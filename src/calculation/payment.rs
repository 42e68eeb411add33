//! Payment calculation.
//!
//! Payments are derived state. They are recomputed from the full contract
//! and attendance sequences every time a report is requested.

use rust_decimal::Decimal;
use tracing::{debug, warn};

use crate::models::{AttendanceRecord, ContractRecord, PaymentRecord};

use super::assignment::correlate_by_position;

/// Calculates the payment for one contract and one attendance record.
///
/// The result is `hourly_rate × hours_worked` with no rounding. Negative or
/// zero inputs are carried through unchanged.
///
/// A product outside the `Decimal` range saturates to [`Decimal::MAX`] or
/// [`Decimal::MIN`] according to its sign.
///
/// # Examples
///
/// ```
/// use labour_engine::calculation::calculate_payment;
/// use labour_engine::models::{AttendanceRecord, ContractRecord};
/// use rust_decimal::Decimal;
///
/// let contract = ContractRecord::new("Plumbing", 3, Decimal::new(25, 0));
/// let attendance = AttendanceRecord::new("2024-01-01", 10);
///
/// let payment = calculate_payment(&contract, &attendance);
/// assert_eq!(payment.total_payment, Decimal::new(250, 0));
/// ```
pub fn calculate_payment(
    contract: &ContractRecord,
    attendance: &AttendanceRecord,
) -> PaymentRecord {
    let rate = contract.hourly_rate;
    let hours = Decimal::from(attendance.hours_worked);

    let total = rate.checked_mul(hours).unwrap_or_else(|| {
        warn!(
            hourly_rate = %rate,
            hours_worked = attendance.hours_worked,
            "Payment overflowed, saturating"
        );
        if rate.is_sign_negative() == hours.is_sign_negative() {
            Decimal::MAX
        } else {
            Decimal::MIN
        }
    });

    PaymentRecord::new(total)
}

/// Builds the payments sequence from contracts and attendance.
///
/// One payment is produced per index in `0..min(contracts.len(), attendance.len())`.
/// Records past the end of the shorter sequence are dropped without any
/// error or marker in the output.
///
/// # Examples
///
/// ```
/// use labour_engine::calculation::calculate_payments;
/// use labour_engine::models::{AttendanceRecord, ContractRecord};
/// use rust_decimal::Decimal;
///
/// let contracts = vec![ContractRecord::new("Wiring", 2, Decimal::new(30, 0))];
/// let attendance = vec![
///     AttendanceRecord::new("2024-02-01", 8),
///     AttendanceRecord::new("2024-02-02", 4),
/// ];
///
/// let payments = calculate_payments(&contracts, &attendance);
/// assert_eq!(payments.len(), 1);
/// assert_eq!(payments[0].total_payment, Decimal::new(240, 0));
/// ```
pub fn calculate_payments(
    contracts: &[ContractRecord],
    attendance: &[AttendanceRecord],
) -> Vec<PaymentRecord> {
    let payments: Vec<PaymentRecord> = correlate_by_position(contracts, attendance)
        .map(|assignment| assignment.payment())
        .collect();

    debug!(
        contracts = contracts.len(),
        attendance = attendance.len(),
        payments = payments.len(),
        "Payments recomputed"
    );

    payments
}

### Assignment
An exact repeat of all the entries above is required.

### Task solution
filename src/calculation/payment.rs
repository 42e68eeb411add33
//! Payment calculation.
//!
//! Payments are derived state. They are recomputed from the full contract
//! and attendance sequences every time a report is requested.

use rust_decimal::Decimal;
use tracing::{debug, warn};

use crate::models::{AttendanceRecord, ContractRecord, PaymentRecord};

use super::assignment::correlate_by_position;

/// Calculates the payment for one contract and one attendance record.
///
/// The result is `hourly_rate × hours_worked` with no rounding. Negative or
/// zero inputs are carried through unchanged.
///
/// A product outside the `Decimal` range saturates to [`Decimal::MAX`] or
/// [`Decimal::MIN`] according to its sign.
///
/// # Examples
///
/// ```
/// use labour_engine::calculation::calculate_payment;
/// use labour_engine::models::{AttendanceRecord, ContractRecord};
/// use rust_decimal::Decimal;
///
/// let contract = ContractRecord::new("Plumbing", 3, Decimal::new(25, 0));
/// let attendance = AttendanceRecord::new("2024-01-01", 10);
///
/// let payment = calculate_payment(&contract, &attendance);
/// assert_eq!(payment.total_payment, Decimal::new(250, 0));
/// ```
pub fn calculate_payment(
    contract: &ContractRecord,
    attendance: &AttendanceRecord,
) -> PaymentRecord {
    let rate = contract.hourly_rate;
    let hours = Decimal::from(attendance.hours_worked);

    let total = rate.checked_mul(hours).unwrap_or_else(|| {
        warn!(
            hourly_rate = %rate,
            hours_worked = attendance.hours_worked,
            "Payment overflowed, saturating"
        );
        if rate.is_sign_negative() == hours.is_sign_negative() {
            Decimal::MAX
        } else {
            Decimal::MIN
        }
    });

    PaymentRecord::new(total)
}

/// Builds the payments sequence from contracts and attendance.
///
/// One payment is produced per index in `0..min(contracts.len(), attendance.len())`.
/// Records past the end of the shorter sequence are dropped without any
/// error or marker in the output.
///
/// # Examples
///
/// ```
/// use labour_engine::calculation::calculate_payments;
/// use labour_engine::models::{AttendanceRecord, ContractRecord};
/// use rust_decimal::Decimal;
///
/// let contracts = vec![ContractRecord::new("Wiring", 2, Decimal::new(30, 0))];
/// let attendance = vec![
///     AttendanceRecord::new("2024-02-01", 8),
///     AttendanceRecord::new("2024-02-02", 4),
/// ];
///
/// let payments = calculate_payments(&contracts, &attendance);
/// assert_eq!(payments.len(), 1);
/// assert_eq!(payments[0].total_payment, Decimal::new(240, 0));
/// ```
pub fn calculate_payments(
    contracts: &[ContractRecord],
    attendance: &[AttendanceRecord],
) -> Vec<PaymentRecord> {
    let payments: Vec<PaymentRecord> = correlate_by_position(contracts, attendance)
        .map(|assignment| assignment.payment())
        .collect();

    debug!(
        contracts = contracts.len(),
        attendance = attendance.len(),
        payments = payments.len(),
        "Payments recomputed"
    );

    payments
}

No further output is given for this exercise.